* [Instructions to follow] Keep every line in which "CacheConfig" occurs and drop the rest of the data.

* [Dataset extract]
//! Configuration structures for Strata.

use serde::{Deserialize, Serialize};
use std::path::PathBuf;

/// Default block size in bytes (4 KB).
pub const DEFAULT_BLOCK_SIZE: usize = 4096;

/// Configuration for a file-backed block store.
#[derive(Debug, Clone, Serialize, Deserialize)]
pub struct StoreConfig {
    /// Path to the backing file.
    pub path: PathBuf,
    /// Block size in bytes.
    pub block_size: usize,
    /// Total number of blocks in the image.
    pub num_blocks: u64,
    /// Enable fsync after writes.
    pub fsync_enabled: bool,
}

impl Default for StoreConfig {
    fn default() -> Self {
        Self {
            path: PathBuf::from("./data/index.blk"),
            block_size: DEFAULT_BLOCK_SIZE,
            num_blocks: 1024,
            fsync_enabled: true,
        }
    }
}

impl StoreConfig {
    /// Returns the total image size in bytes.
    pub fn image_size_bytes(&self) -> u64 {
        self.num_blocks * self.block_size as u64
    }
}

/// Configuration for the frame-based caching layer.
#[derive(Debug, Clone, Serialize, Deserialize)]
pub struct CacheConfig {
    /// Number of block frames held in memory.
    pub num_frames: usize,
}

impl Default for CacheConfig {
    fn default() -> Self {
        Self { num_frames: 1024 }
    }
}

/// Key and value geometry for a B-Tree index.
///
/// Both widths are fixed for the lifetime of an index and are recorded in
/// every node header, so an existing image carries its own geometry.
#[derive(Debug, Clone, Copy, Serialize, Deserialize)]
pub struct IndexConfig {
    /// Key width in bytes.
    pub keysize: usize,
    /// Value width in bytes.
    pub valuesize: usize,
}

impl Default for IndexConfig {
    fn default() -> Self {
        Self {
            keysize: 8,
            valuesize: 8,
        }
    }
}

* [Your response]
pub struct CacheConfig {
impl Default for CacheConfig {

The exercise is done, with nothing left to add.